Minnesota, “tradita” sul finale da Gobert (9 punti e 5 rimbalzi: è lui il grande sconfitto delle Western Conference Finals), paga lo scarso contributo del supporting cast (nessuno in doppia cifra tranne i due già citati) e soprattutto l’impossibilità di trovare un piano B contro lo sloveno, che trova la retina da ogni zona del campo. Un finale non scontato, certamente però meritato.

Doncic e la “birra rubata”

Fenomeno puro lo sloveno ma anche amante della bella vita, del cibo e forse anche di qualche birra di troppo. Nel corso degli anni le critiche sono state tante nei suoi confronti per una gestione fuori dal campo non sempre perfetta e a Dallas ora sono tutti molto attenti proprio a un passo dalla storia. A fine match il giocatore sloveno si rilassa e festeggia sorseggiando una birra, arriva però uno dei dirigenti dei Mavs, Michael Finley, che di fatto gliela toglie dalle mani e il video diventa subito virale.

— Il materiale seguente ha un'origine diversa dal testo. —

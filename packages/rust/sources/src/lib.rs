//! News source adapters.
//!
//! This crate provides:
//! - [`feed`]: syndication feed adapter (RSS, Atom, JSON Feed via `feed-rs`)
//! - [`hot_page`]: HTML "hot news" page adapter with ordered extraction strategies
//! - [`Source`]: a configured adapter, and [`SourceOutcome`], the explicit
//!   success/failure value every invocation produces

pub mod feed;
pub mod hot_page;
mod http;
mod text;

use reqwest::Client;
use tracing::{info, instrument, warn};

use hotnews_shared::{Article, Result, SourceConfig};

pub use feed::FeedSource;
pub use hot_page::{HotPageSource, Strategy};
pub use http::build_client;
pub use text::{flatten_html, parse_timestamp};

// ---------------------------------------------------------------------------
// Source
// ---------------------------------------------------------------------------

/// A configured, ready-to-run source adapter.
///
/// Cheap to clone; compiled selectors are shared.
#[derive(Debug, Clone)]
pub enum Source {
    Feed(FeedSource),
    HotPage(HotPageSource),
}

impl Source {
    /// Build an adapter from its config entry, compiling selectors and patterns.
    pub fn from_config(config: &SourceConfig) -> Result<Self> {
        match config {
            SourceConfig::Feed { url, label, limit } => {
                Ok(Self::Feed(FeedSource::new(url, label, *limit)?))
            }
            SourceConfig::HotPage {
                url,
                tag,
                limit,
                seed_score,
                strategies,
            } => Ok(Self::HotPage(HotPageSource::new(
                url,
                tag,
                *limit,
                *seed_score,
                strategies,
            )?)),
        }
    }

    /// Name used in logs and outcomes.
    pub fn name(&self) -> &str {
        match self {
            Self::Feed(s) => s.label(),
            Self::HotPage(s) => s.tag(),
        }
    }

    /// The same adapter capped at a different limit.
    pub fn with_limit(&self, limit: usize) -> Self {
        match self {
            Self::Feed(s) => Self::Feed(s.clone().with_limit(limit)),
            Self::HotPage(s) => Self::HotPage(s.clone().with_limit(limit)),
        }
    }

    /// Maximum number of articles this adapter emits.
    pub fn limit(&self) -> usize {
        match self {
            Self::Feed(s) => s.limit(),
            Self::HotPage(s) => s.limit(),
        }
    }

    /// Fetch articles, propagating the failure reason.
    pub async fn fetch(&self, client: &Client) -> Result<Vec<Article>> {
        match self {
            Self::Feed(s) => s.fetch(client).await,
            Self::HotPage(s) => s.fetch(client).await,
        }
    }

    /// Fetch articles and fold the result into an outcome. Never fails.
    #[instrument(skip_all, fields(source = %self.name()))]
    pub async fn collect(&self, client: &Client) -> SourceOutcome {
        match self.fetch(client).await {
            Ok(articles) => {
                info!(count = articles.len(), "source fetched");
                SourceOutcome::Fetched {
                    source: self.name().to_string(),
                    articles,
                }
            }
            Err(e) => {
                warn!(error = %e, "source failed, continuing without it");
                SourceOutcome::Failed {
                    source: self.name().to_string(),
                    reason: e.to_string(),
                }
            }
        }
    }
}

// ---------------------------------------------------------------------------
// SourceOutcome
// ---------------------------------------------------------------------------

/// Result of invoking one source once.
#[derive(Debug, Clone)]
pub enum SourceOutcome {
    /// The source answered; `articles` may still be empty.
    Fetched {
        source: String,
        articles: Vec<Article>,
    },
    /// The source could not be read.
    Failed { source: String, reason: String },
}

impl SourceOutcome {
    /// Name of the source this outcome belongs to.
    pub fn source(&self) -> &str {
        match self {
            Self::Fetched { source, .. } | Self::Failed { source, .. } => source,
        }
    }

    /// Articles produced, empty on failure.
    pub fn articles(&self) -> &[Article] {
        match self {
            Self::Fetched { articles, .. } => articles,
            Self::Failed { .. } => &[],
        }
    }

    /// Take the articles, empty on failure.
    pub fn into_articles(self) -> Vec<Article> {
        match self {
            Self::Fetched { articles, .. } => articles,
            Self::Failed { .. } => Vec::new(),
        }
    }

    pub fn is_failed(&self) -> bool {
        matches!(self, Self::Failed { .. })
    }
}

#[cfg(test)]
mod tests {
    use super::*;
    use hotnews_shared::AppConfig;

    #[test]
    fn default_sources_compile() {
        let config = AppConfig::default();
        let sources: Vec<Source> = config
            .sources
            .iter()
            .map(|c| Source::from_config(c).expect("compile source"))
            .collect();

        assert_eq!(sources.len(), 3);
        assert_eq!(sources[0].name(), "SBS News RSS");
        assert!(matches!(sources[2], Source::HotPage(_)));
    }

    #[test]
    fn with_limit_keeps_identity() {
        let config = AppConfig::default();
        let source = Source::from_config(&config.sources[2]).unwrap();
        let sample = source.with_limit(1);
        assert_eq!(sample.name(), source.name());
        assert_eq!(sample.limit(), 1);
        assert_eq!(source.limit(), 10);
    }

    #[test]
    fn outcome_accessors() {
        let ok = SourceOutcome::Fetched {
            source: "A".into(),
            articles: vec![Article::new("t", "https://a.example/1", "A")],
        };
        assert_eq!(ok.source(), "A");
        assert_eq!(ok.articles().len(), 1);
        assert!(!ok.is_failed());

        let failed = SourceOutcome::Failed {
            source: "B".into(),
            reason: "HTTP 500".into(),
        };
        assert!(failed.is_failed());
        assert!(failed.articles().is_empty());
        assert!(failed.into_articles().is_empty());
    }

    #[tokio::test]
    async fn collect_turns_errors_into_failed_outcomes() {
        let server = wiremock::MockServer::start().await;
        wiremock::Mock::given(wiremock::matchers::method("GET"))
            .respond_with(wiremock::ResponseTemplate::new(503))
            .mount(&server)
            .await;

        let source = Source::from_config(&SourceConfig::Feed {
            url: format!("{}/rss.xml", server.uri()),
            label: "Broken RSS".into(),
            limit: 5,
        })
        .unwrap();

        let client = build_client(&Default::default()).unwrap();
        let outcome = source.collect(&client).await;

        match outcome {
            SourceOutcome::Failed { source, reason } => {
                assert_eq!(source, "Broken RSS");
                assert!(reason.contains("503"));
            }
            other => panic!("expected failure, got {other:?}"),
        }
    }
}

Boston-Dallas, a voi due: una sfida inedita per tutti

Da giovedì 6 giugno al TD Garden di Boston scatterà così un’inedita finale per il titolo, quella che vedrà opposti i Celtics ai Mavericks. Per Kyrie Irving, che a Boston ha disputato due stagioni dal 2017 al 2019 (benino la prima, maluccio la seconda), è l’occasione per tornare alle Finals dopo 7 anni dalle ultime disputate in maglia Cavaliers.

Per Doncic, semplicemente, è il primo viaggio nella serie che può regalare la gloria immortale. Lo fa tentando di emulare quanto fatto da Nowitzki nel 2011, l’altro europeo capace di portare Dallas a dama nella serie contro i favoritissimi Miami Heat dell’epoca.

Boston avrà il fattore campo a favore, ma questa versione di Dallas sembra fatta apposta per mettere pressione a Tatum e compagni, nonostante i due precedenti stagionali (il primo a gennaio, il secondo a inizio marzo) abbiano sorriso entrambi ai Celtics, pur se con Doncic sempre in tripla doppia nelle due gare disputate.

Stavolta però sarà tutto diverso: fondamentale per Boston sarà recuperare una pedina chiave come Porzingis, che ha affermato di sentirsi pronto per tornare sul parquet. E così fosse, potrebbe fungere da ago della bilancia in una serie che si preannuncia decisamente incerta, tanto che di tutti i giocatori che la popoleranno soltanto uno (Irving) ha già vinto un anello.